A recent collaboration between Conaf of island of Passover and the Center for Genomics and bioinformatics genome further seeks to obtain the genetic fingerprint of some units of toromiro found in the country, especially in botanical gardens and collections private. The objective is to distinguish between authentic and hybrid individuals, and reintroduce the latter to Rapa Nui.

According to Ignacio Muñoz León, major genome researcher, the toromiro became extinct in the wild due to a number of factors. These include the action of humans through logging, as well as the introduction of livestock in the area. "In addition, over the years, the geography of the island changed generated areas of erosion soil changed a lot, and then there was no habitat making the toromiro to be comfortable", adds the scientist.

The problem that they have faced attempts to reintroduce the toromiro in Easter Island lies in that species of the genus sophora - that belongs to this Bush - tend to hybridize easily, reason why it has been so complex the task of determining which individuals are authentic and which not.

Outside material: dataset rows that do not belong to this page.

//! Expectation-based stubs
//!
//! A [`Stub`] holds a script of expected calls. Each capability describes
//! its methods as a tagged call type (one variant per method, arguments as
//! fields) and matches incoming calls against the script by equality.

mod expectation;
mod kv;

use std::fmt::Debug;
use std::sync::atomic::{AtomicBool, Ordering};
use std::sync::{Mutex, MutexGuard, PoisonError};

use tracing::{debug, error};

use crate::{Result, UnderstudyError};

pub use expectation::{Expectation, Times};
pub use kv::{KeyValueCall, KeyValueStore, StubKeyValueStore};

/// Expectation table for one stubbed collaborator
///
/// Created at test setup and verified at teardown. Dropping a stub that was
/// never verified while it still has unsatisfied expectations panics.
#[derive(Debug)]
pub struct Stub<C, O>
where
    C: Debug + PartialEq,
{
    expectations: Mutex<Vec<Expectation<C, O>>>,
    verified: AtomicBool,
}

impl<C, O> Stub<C, O>
where
    C: Debug + PartialEq,
    O: Clone,
{
    /// Create an empty stub
    #[must_use]
    pub fn new() -> Self {
        Self {
            expectations: Mutex::new(Vec::new()),
            verified: AtomicBool::new(false),
        }
    }

    /// Register an expectation for `call`
    ///
    /// Defaults to exactly one call and no return value.
    pub fn expect(&mut self, call: C) -> &mut Expectation<C, O> {
        self.verified.store(false, Ordering::Relaxed);
        let expectations = self
            .expectations
            .get_mut()
            .unwrap_or_else(PoisonError::into_inner);
        expectations.push(Expectation::new(call));
        let last = expectations.len() - 1;
        &mut expectations[last]
    }

    /// Dispatch a call against the script
    ///
    /// The first registered expectation that equals `call` and still has
    /// remaining count is consumed.
    ///
    /// # Errors
    ///
    /// Returns [`UnderstudyError::UnexpectedCall`] if nothing matches and
    /// [`UnderstudyError::MissingReturnValue`] if the match has no output.
    pub fn call(&self, call: &C) -> Result<O> {
        let mut expectations = self.lock();

        let mut exhausted = false;
        for expectation in expectations.iter_mut() {
            if expectation.call() != call {
                continue;
            }
            if !expectation.has_remaining() {
                exhausted = true;
                continue;
            }

            debug!(
                "Stub call {:?} matched ({} of {})",
                call,
                expectation.call_count() + 1,
                expectation.required()
            );
            return expectation
                .consume()
                .cloned()
                .ok_or_else(|| UnderstudyError::MissingReturnValue {
                    call: format!("{call:?}"),
                });
        }

        let reason = if exhausted {
            "all matching expectations exhausted"
        } else {
            "no expectation registered"
        };
        error!("Unexpected stub call {:?}: {}", call, reason);
        Err(UnderstudyError::UnexpectedCall {
            call: format!("{call:?}"),
            reason: reason.to_string(),
        })
    }

    /// Check that every expectation received its required calls
    ///
    /// # Errors
    ///
    /// Returns [`UnderstudyError::UnsatisfiedExpectation`] for the first
    /// expectation whose count was not met.
    pub fn verify(&self) -> Result<()> {
        self.verified.store(true, Ordering::Relaxed);
        let expectations = self.lock();

        let mut first = None;
        for expectation in expectations.iter().filter(|e| !e.is_satisfied()) {
            error!(
                "Unsatisfied expectation {:?}: expected {}, called {} time(s)",
                expectation.call(),
                expectation.required(),
                expectation.call_count()
            );
            first.get_or_insert_with(|| UnderstudyError::UnsatisfiedExpectation {
                call: format!("{:?}", expectation.call()),
                expected: expectation.required().to_string(),
                actual: expectation.call_count(),
            });
        }

        first.map_or(Ok(()), Err)
    }

    /// Verify, then clear the script so the stub can be reused
    ///
    /// # Errors
    ///
    /// Same as [`Stub::verify`]; the script is cleared either way.
    pub fn checkpoint(&mut self) -> Result<()> {
        let result = self.verify();
        self.expectations
            .get_mut()
            .unwrap_or_else(PoisonError::into_inner)
            .clear();
        result
    }

    /// Number of registered expectations
    pub fn len(&self) -> usize {
        self.lock().len()
    }

    /// Whether no expectations are registered
    pub fn is_empty(&self) -> bool {
        self.lock().is_empty()
    }

    fn lock(&self) -> MutexGuard<'_, Vec<Expectation<C, O>>> {
        self.expectations
            .lock()
            .unwrap_or_else(PoisonError::into_inner)
    }
}

impl<C, O> Default for Stub<C, O>
where
    C: Debug + PartialEq,
    O: Clone,
{
    fn default() -> Self {
        Self::new()
    }
}

impl<C, O> Drop for Stub<C, O>
where
    C: Debug + PartialEq,
{
    fn drop(&mut self) {
        if std::thread::panicking() || self.verified.load(Ordering::Relaxed) {
            return;
        }

        let expectations = self
            .expectations
            .get_mut()
            .unwrap_or_else(PoisonError::into_inner);
        if let Some(unmet) = expectations.iter().find(|e| !e.is_satisfied()) {
            panic!(
                "Stub dropped without verification: {:?} expected {}, called {} time(s)",
                unmet.call(),
                unmet.required(),
                unmet.call_count()
            );
        }
    }
}
//! Persistent storage for recordings

mod format;
mod store;

pub use format::{
    RecordedRequest, RecordedResponse, Recording, StoredBody, FORMAT_VERSION, REDACTED,
};
pub use store::RecordingStore;

/// File extension of recording files
pub const RECORDING_EXTENSION: &str = "json";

Another difficulty is the genetic poverty of the toromiro, as the head of the Technical Unit of Conaf on Easter Island, Enrique Tucki, calls it. "Although there are bullies in various parts of the world, it seems that they all come from the same mother plant. This could somehow explain why it costs so much to propagate and reinstall it within the island," says Tucki, although he stresses that this is unproven and that, precisely, that is the importance of this research, as it will help determine the real reasons why it has been complex to reinsert the bush in Rapa Nui.

Last December, the research team began with the collection of samples and the first analysis, and says Muñoz León, is expected to have the first results in May.

Initially, it's a pilot project that will analyze approximately 50 individuals who are in mainland Chile. To find them, researchers have the help of the Conservation Center of the garden botanical national, in Viña del Mar, which keeps a record of different individuals of toromiro descendants of the last tree present on the island.

After, and based on the results, scientists will begin to analyze samples from other parts of the world, in addition to what Munoz called ethnographic specimens, i.e. "masks, artifacts of makes 500 years known are toromiro, to verify that the plants" "today's day have the same DNA that wood from plants of 500 years ago".

The importance of this emblematic species of Rapa Nui is undeniable, according to Enrique Tucki, somehow represents everything that has to do with the conservation of our natural resources." "The toromiro symbolizes everything that the island was in any minute and that, perhaps, might turn out to be in the future", ends.